START DATA FOR THE TASK

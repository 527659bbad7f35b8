//! Build orchestration.
//!
//! [`SiteCompiler`] drives the whole pipeline for one corpus: load every
//! note, build the link graph and search index from the frozen registry,
//! then write exports and HTML to the output directory.
//!
//! The phases are strictly ordered - load-all before resolve-any - because
//! references can only resolve against notes known by build time. Within the
//! resolve phase the graph pass and the search pass are independent: neither
//! reads the other's output, and both treat the registry as shared
//! read-only state.

use std::{
    fs,
    path::{Path, PathBuf},
};

use crate::{
    config::SiteConfig,
    diagnostic::BuildDiagnostic,
    error::LoamError,
    export::{GraphExport, SearchExport},
    graph,
    html::{self, ASSETS},
    loader::load_corpus,
    search,
};

/// Output filename of the graph export.
pub const GRAPH_EXPORT_NAME: &str = "graph.json";
/// Output filename of the search index export.
pub const SEARCH_EXPORT_NAME: &str = "search-index.json";

/// Summary of one build, for the CLI/report layer.
#[derive(Debug, Clone, Default)]
pub struct BuildReport {
    pub notes: usize,
    pub edges: usize,
    pub pages_written: usize,
    pub broken_links: usize,
    pub ambiguous_links: usize,
    pub skipped_files: usize,
    pub diagnostics: Vec<BuildDiagnostic>,
}

pub struct SiteCompiler {
    input_dir: PathBuf,
    output_dir: PathBuf,
    config: SiteConfig,
}

impl SiteCompiler {
    /// Create a compiler for `input_dir`, discovering `loam.toml` there.
    pub fn new<P: AsRef<Path>>(input_dir: P, output_dir: P) -> Result<SiteCompiler, LoamError> {
        let config = SiteConfig::discover(input_dir.as_ref())?;
        Ok(Self::with_config(input_dir, output_dir, config))
    }

    pub fn with_config<P: AsRef<Path>>(
        input_dir: P,
        output_dir: P,
        config: SiteConfig,
    ) -> SiteCompiler {
        SiteCompiler {
            input_dir: input_dir.as_ref().to_path_buf(),
            output_dir: output_dir.as_ref().to_path_buf(),
            config,
        }
    }

    pub fn config(&self) -> &SiteConfig {
        &self.config
    }

    pub fn output_dir(&self) -> &Path {
        &self.output_dir
    }

    fn write_output(&self, rel: &Path, content: &[u8]) -> Result<(), LoamError> {
        let path = self.output_dir.join(rel);
        if let Some(parent) = path.parent() {
            fs::create_dir_all(parent)?;
        }
        fs::write(&path, content)?;
        Ok(())
    }

    /// Run the full pipeline. Returns the report on success; the only hard
    /// failure besides I/O on the output tree is a duplicate note id, which
    /// aborts before any resolution work.
    pub fn build(&self) -> Result<BuildReport, LoamError> {
        tracing::info!(
            "building site: {:?} -> {:?}",
            self.input_dir,
            self.output_dir
        );

        // Phase 1: load-all. The registry is frozen from here on.
        let corpus = load_corpus(&self.input_dir)?;
        let registry = corpus.registry;
        let mut diagnostics = corpus.diagnostics;
        let skipped_files = diagnostics.len();

        // Phase 2: resolve-all. Graph and search are independent passes over
        // the same read-only registry.
        let build = graph::build(&registry);
        let search_docs = search::build_index(&registry, self.config.search_preview_length);

        // Phase 3: exports, stable bytes for identical corpora.
        let graph_export = GraphExport::new(&registry, &build.graph);
        self.write_output(
            Path::new(GRAPH_EXPORT_NAME),
            graph_export.to_json()?.as_bytes(),
        )?;
        let search_export = SearchExport::new(search_docs.clone());
        self.write_output(
            Path::new(SEARCH_EXPORT_NAME),
            search_export.to_json()?.as_bytes(),
        )?;

        // Phase 4: HTML pages and client assets.
        let pages = html::render_site(&registry, &build, &search_docs, &self.config);
        let pages_written = pages.len();
        for (rel, content) in &pages {
            self.write_output(rel, content.as_bytes())?;
        }
        for file in ASSETS.files() {
            self.write_output(&Path::new("static").join(file.path()), file.contents())?;
        }

        let edges = build.graph.edge_count();
        diagnostics.extend(build.diagnostics);
        let report = BuildReport {
            notes: registry.len(),
            edges,
            pages_written,
            broken_links: diagnostics.iter().filter(|d| d.is_broken_link()).count(),
            ambiguous_links: diagnostics.iter().filter(|d| d.is_ambiguous_link()).count(),
            skipped_files,
            diagnostics,
        };
        tracing::info!(
            "build complete: {} notes, {} edges, {} pages",
            report.notes,
            report.edges,
            report.pages_written
        );
        Ok(report)
    }
}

END DATA FOR THE TASK

(THE TASK)
Where a line of the records has the string "LoamError", copy that line.

(FINISHED TASK)
    error::LoamError,
    pub fn new<P: AsRef<Path>>(input_dir: P, output_dir: P) -> Result<SiteCompiler, LoamError> {
    fn write_output(&self, rel: &Path, content: &[u8]) -> Result<(), LoamError> {
    pub fn build(&self) -> Result<BuildReport, LoamError> {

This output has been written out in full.